Patrick Hathaway on April 4, 2016 at 10:47 am

Rae, this is awesome. I had already seen the slides but did not realise the video is available, and this discussion is adding even more value.

My understanding the whole ‘Metrics’ part was about Google measuring how good Google is. So, for example, ‘Time to result’ is about ‘how fast do we retrieve and display the results’ rather than ‘how fast is an individual page from our results.’

The other two major points from that slide were Relevance and Quality, which are also the two scores that quality raters are used to judge pages on. It seems that these are based on individual pages from the results, as we saw from his examples.

I think that the reciprocal ranking system is used along with these quality rater scores in order for them to give an overall value to a particular SERP.

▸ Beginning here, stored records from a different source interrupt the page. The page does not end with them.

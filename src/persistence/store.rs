//! SQLite-based item store

use crate::core::{ItemId, StageKey};
use crate::persistence::{PersistenceBackend, StoredItem};
use anyhow::{Context, Result};
use chrono::{DateTime, NaiveDateTime, Utc};
use sqlx::sqlite::{SqliteConnectOptions, SqlitePoolOptions};
use sqlx::{Row, SqlitePool};
use std::path::Path;
use std::str::FromStr;

/// SQLite item store
pub struct SqliteItemStore {
    pool: SqlitePool,
}

impl SqliteItemStore {
    /// Open (creating if needed) a database file
    pub async fn new(db_path: &Path) -> Result<Self> {
        let options = SqliteConnectOptions::new()
            .filename(db_path)
            .create_if_missing(true);

        let pool = SqlitePoolOptions::new()
            .max_connections(4)
            .connect_with(options)
            .await
            .with_context(|| format!("Failed to open database: {}", db_path.display()))?;

        let store = Self { pool };
        store.init().await?;

        Ok(store)
    }

    /// Private in-memory database, used by tests and `--no-persist` runs
    pub async fn in_memory() -> Result<Self> {
        let options = SqliteConnectOptions::from_str("sqlite::memory:")?;

        // Each connection to :memory: is its own database
        let pool = SqlitePoolOptions::new()
            .max_connections(1)
            .connect_with(options)
            .await
            .context("Failed to open in-memory database")?;

        let store = Self { pool };
        store.init().await?;

        Ok(store)
    }

    /// Create store with default path
    pub async fn with_default_path() -> Result<Self> {
        let db_path = Self::default_path();
        if let Some(parent) = db_path.parent() {
            std::fs::create_dir_all(parent)
                .with_context(|| format!("Failed to create directory: {}", parent.display()))?;
        }
        Self::new(&db_path).await
    }

    /// `<data_local_dir>/pipeboard/boards.db`
    pub fn default_path() -> std::path::PathBuf {
        dirs::data_local_dir()
            .unwrap_or_else(|| std::path::PathBuf::from("."))
            .join("pipeboard")
            .join("boards.db")
    }

    /// Initialize database schema
    async fn init(&self) -> Result<()> {
        sqlx::query(
            r#"
            CREATE TABLE IF NOT EXISTS items (
                board TEXT NOT NULL,
                id TEXT NOT NULL,
                stage TEXT NOT NULL,
                fields TEXT NOT NULL,
                created_at TEXT NOT NULL,
                PRIMARY KEY (board, id)
            );

            CREATE INDEX IF NOT EXISTS idx_items_board ON items(board, created_at);

            CREATE TABLE IF NOT EXISTS seeded_boards (
                board TEXT PRIMARY KEY,
                seeded_at TEXT NOT NULL
            );
            "#,
        )
        .execute(&self.pool)
        .await
        .context("Failed to initialize database schema")?;

        Ok(())
    }

    /// Convert DateTime<Utc> to NaiveDateTime for SQLite
    fn to_naive(dt: DateTime<Utc>) -> NaiveDateTime {
        dt.naive_utc()
    }

    /// Convert NaiveDateTime to DateTime<Utc>
    fn from_naive(dt: NaiveDateTime) -> DateTime<Utc> {
        DateTime::from_naive_utc_and_offset(dt, Utc)
    }

    fn row_to_item(row: &sqlx::sqlite::SqliteRow) -> Result<StoredItem> {
        let id: String = row.get("id");
        let fields: String = row.get("fields");
        Ok(StoredItem {
            board: row.get("board"),
            id: ItemId::parse(&id).with_context(|| format!("Invalid item id in database: {}", id))?,
            stage: StageKey::new(row.get::<String, _>("stage")),
            fields: serde_json::from_str(&fields)
                .with_context(|| format!("Invalid fields JSON for item {}", id))?,
            created_at: Self::from_naive(row.get("created_at")),
        })
    }
}

#[async_trait::async_trait]
impl PersistenceBackend for SqliteItemStore {
    async fn save_item(&self, item: &StoredItem) -> Result<()> {
        sqlx::query(
            r#"
            INSERT OR REPLACE INTO items (board, id, stage, fields, created_at)
            VALUES (?1, ?2, ?3, ?4, ?5)
            "#,
        )
        .bind(&item.board)
        .bind(item.id.to_string())
        .bind(item.stage.as_str())
        .bind(item.fields.to_string())
        .bind(Self::to_naive(item.created_at))
        .execute(&self.pool)
        .await
        .context("Failed to save item")?;

        Ok(())
    }

    async fn delete_item(&self, board: &str, id: ItemId) -> Result<()> {
        sqlx::query("DELETE FROM items WHERE board = ?1 AND id = ?2")
            .bind(board)
            .bind(id.to_string())
            .execute(&self.pool)
            .await
            .context("Failed to delete item")?;

        Ok(())
    }

    async fn load_items(&self, board: &str) -> Result<Vec<StoredItem>> {
        let rows = sqlx::query(
            r#"
            SELECT board, id, stage, fields, created_at
            FROM items
            WHERE board = ?1
            ORDER BY created_at ASC
            "#,
        )
        .bind(board)
        .fetch_all(&self.pool)
        .await
        .context("Failed to load items")?;

        rows.iter().map(Self::row_to_item).collect()
    }

    async fn list_boards(&self) -> Result<Vec<String>> {
        let rows = sqlx::query(
            r#"
            SELECT DISTINCT board
            FROM items
            ORDER BY board ASC
            "#,
        )
        .fetch_all(&self.pool)
        .await
        .context("Failed to list boards")?;

        Ok(rows.iter().map(|row| row.get("board")).collect())
    }

    async fn is_seeded(&self, board: &str) -> Result<bool> {
        let row = sqlx::query("SELECT 1 FROM seeded_boards WHERE board = ?1")
            .bind(board)
            .fetch_optional(&self.pool)
            .await
            .context("Failed to read seeded marker")?;

        Ok(row.is_some())
    }

    async fn mark_seeded(&self, board: &str) -> Result<()> {
        sqlx::query("INSERT OR IGNORE INTO seeded_boards (board, seeded_at) VALUES (?1, ?2)")
            .bind(board)
            .bind(Self::to_naive(Utc::now()))
            .execute(&self.pool)
            .await
            .context("Failed to save seeded marker")?;

        Ok(())
    }
}

#[cfg(test)]
mod tests {
    use super::*;
    use crate::core::presets::GrantFields;
    use crate::core::PipelineItem;

    fn stored(board: &str, name: &str) -> StoredItem {
        let item = PipelineItem::new(GrantFields::new(name, 1_000), StageKey::new("research"));
        StoredItem::from_item(board, &item).unwrap()
    }

    #[tokio::test]
    async fn test_sqlite_store() {
        let store = SqliteItemStore::in_memory().await.unwrap();

        let item = stored("grants", "Pro Juventute");
        store.save_item(&item).await.unwrap();

        let loaded = store.load_items("grants").await.unwrap();
        assert_eq!(loaded.len(), 1);
        assert_eq!(loaded[0].id, item.id);
        assert_eq!(loaded[0].fields, item.fields);
        assert_eq!(loaded[0].stage, "research");
    }

    #[tokio::test]
    async fn test_sqlite_replace_and_delete() {
        let store = SqliteItemStore::in_memory().await.unwrap();

        let mut item = stored("grants", "Pro Juventute");
        store.save_item(&item).await.unwrap();
        item.stage = StageKey::new("approved");
        store.save_item(&item).await.unwrap();

        let loaded = store.load_items("grants").await.unwrap();
        assert_eq!(loaded.len(), 1);
        assert_eq!(loaded[0].stage, "approved");

        store.delete_item("grants", item.id).await.unwrap();
        assert!(store.load_items("grants").await.unwrap().is_empty());
    }

    #[tokio::test]
    async fn test_sqlite_file_is_created() {
        let dir = tempfile::TempDir::new().unwrap();
        let path = dir.path().join("boards.db");

        let store = SqliteItemStore::new(&path).await.unwrap();
        store.save_item(&stored("newsletter", "Winter")).await.unwrap();

        assert!(path.exists());
        assert_eq!(store.list_boards().await.unwrap(), vec!["newsletter".to_string()]);
    }

    #[tokio::test]
    async fn test_sqlite_seeded_marker_survives_reopen() {
        let dir = tempfile::TempDir::new().unwrap();
        let path = dir.path().join("boards.db");

        {
            let store = SqliteItemStore::new(&path).await.unwrap();
            assert!(!store.is_seeded("grants").await.unwrap());
            store.mark_seeded("grants").await.unwrap();
        }

        let store = SqliteItemStore::new(&path).await.unwrap();
        assert!(store.is_seeded("grants").await.unwrap());
        assert!(store.list_boards().await.unwrap().is_empty());
    }
}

So in a rudimentary form, this might look like this – http://screencast.com/t/HDY4Wbfz (a lot of assumptions have gone into that, obviously).

So using the reciprocal weighting, they can judge the effectiveness of the entire results page, rather than individual results. So the search engineers would be aiming to increase this ‘SERP Score’, as I called it in my example.
Ammon Johns on April 4, 2016 at 12:16 pm

Ammon, out of curiosity to know your take – what would you see as being the difference if Rankbrain is indeed a ranking signal and not a ranking factor? ~ Rae

I think the simplest way I personally break it down is that a ranking signal is the thing itself, which may vary in value, while a Ranking Factor is that thing written into math and baked into the algo.

Signals may not always be used, but a factor is always a factor. That Factor can still be calculated to be worth zero, to make no difference, but it was always in the calculation.
Ian on May 3, 2016 at 10:00 am

Quick ping and an update: Google just published a paper about CTR measurement and ranking signals:

http://static.googleusercontent.com/media/research.google.com/en//pubs/archive/45286.pdf
Serp on October 18, 2016 at 6:20 am

Great post Rae,

Google is an amazing product used by so many everyday. Unfortunately many of them have no idea how it works and earns money.

A few of my clients used to believe that they will have pay Google money to get organic rankings. I don’t blame them. After all its our job to educate them and make internet work for their business.